I have been playing with it some, and it is an interesting technology. Your OpenCL kernel gets instantiated as hardware, into a "sandbox" that is surrounded by PCIe and Memory. An optimum kernel for their flavor of OpenCL is heavily pipelined, because that is where FPGAs shine. There are options for vectorization as well as replication, loop unrolling etc. also.
Downsides: Very few FPGA development boards support OpenCL at this time, and they tend to be pretty pricey (think $5k). Compilation takes many hours (hey, it's an FPGA!) and you need a BIG machine in terms of RAM. They recommend a minimum of 24GB, but for anything that is more than hello, world\n, I would make sure you have 64GB at the very least. Not sure how much the licenses are, but as you are talking Stratix V parts and a separate license for the OpenCL SDK, it's certainly not free.
The way all this works is that the compiler (which is LLVM-based like most of the other OpenCL compilers) compiles your OpenCL kernel into an LLVM IR (Intermediate Representation), then an Altera tool generates Verilog from that. The Verilog instantiation of the kernel is embedded into a Qsys system for the other interfaces (board-dependent, mostly PCIe and RAM, clocks and resets, based on Avalon components). Then it grinds all this through the Quartus tool chain to make a bitfile, which is then wrapped into an AOCX file for easy consumption by an OpenCL host. This will take hours.

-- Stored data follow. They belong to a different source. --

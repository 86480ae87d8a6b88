//! PIT-driven timer tick counter.
//!
//! The PIT is programmed for 100 Hz (spec §4.9); every tick increments a
//! monotonic counter that the scheduler and log service read timestamps
//! from. There is no wall-clock/RTC in this core -- `get_timestamp_ms` is
//! ticks-since-boot, not calendar time.

use core::sync::atomic::{AtomicU64, Ordering};

const TICK_HZ: u64 = 100;

static TICKS: AtomicU64 = AtomicU64::new(0);

/// Called from the timer interrupt handler (IRQ0).
pub fn tick() {
    TICKS.fetch_add(1, Ordering::Relaxed);
}

pub fn get_ticks() -> u64 {
    TICKS.load(Ordering::Relaxed)
}

pub fn get_timestamp_ms() -> u64 {
    get_ticks() * (1000 / TICK_HZ)
}

pub fn get_timestamp_secs() -> u64 {
    get_ticks() / TICK_HZ
}
//! RAM-backed block device.
//!
//! Stands in for a real disk controller: `block_count` 512-byte sectors
//! backed by a heap allocation, zero-initialized at creation. Exists so the
//! VFS's partition scan and virtual-block-device slicing have something to
//! operate on without a real storage controller driver.

use alloc::sync::Arc;
use alloc::vec;
use alloc::vec::Vec;
use spin::Mutex;

use crate::device::{Device, DeviceOps, DeviceType, DriverDescriptor};
use crate::error::{DevError, KernelError};

const SECTOR_SIZE: usize = 512;
const SECTOR_COUNT: u64 = 8192; // 4 MiB

struct RamDisk {
    sectors: Mutex<Vec<u8>>,
}

impl DeviceOps for RamDisk {
    fn read_block(&self, lba: u64, buf: &mut [u8]) -> Result<(), KernelError> {
        if buf.len() != SECTOR_SIZE || lba >= SECTOR_COUNT {
            return Err(KernelError::from(DevError::Unsupported));
        }
        let start = lba as usize * SECTOR_SIZE;
        let data = self.sectors.lock();
        buf.copy_from_slice(&data[start..start + SECTOR_SIZE]);
        Ok(())
    }

    fn write_block(&self, lba: u64, buf: &[u8]) -> Result<(), KernelError> {
        if buf.len() != SECTOR_SIZE || lba >= SECTOR_COUNT {
            return Err(KernelError::from(DevError::Unsupported));
        }
        let start = lba as usize * SECTOR_SIZE;
        let mut data = self.sectors.lock();
        data[start..start + SECTOR_SIZE].copy_from_slice(buf);
        Ok(())
    }
}

fn make_device(
    _bus: Option<&crate::device::pci_bus::BusDevice>,
    _ordinal: usize,
) -> Result<Device, KernelError> {
    let disk = RamDisk {
        sectors: Mutex::new(vec![0u8; SECTOR_SIZE * SECTOR_COUNT as usize]),
    };
    Ok(Device::new(
        DeviceType::Block,
        "ramdisk",
        0,
        0,
        SECTOR_SIZE as u32,
        SECTOR_COUNT,
        Arc::new(disk),
    ))
}

pub fn register() {
    crate::device::register_driver(DriverDescriptor {
        name: "ramdisk",
        bus_match: None,
        num_devices: 1,
        factory: make_device,
    });
}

You can run this whole thing without knowing anything about FPGAs, which is pretty cool. To get something to work is easy, but how easy is it to build something that performs well? I don't know, still learning. There is an interesting optimization guide available here.
Overall, the technology definitely has a lot of potential, but it still feels somewhat bleeding edge (as of Quartus 13.1).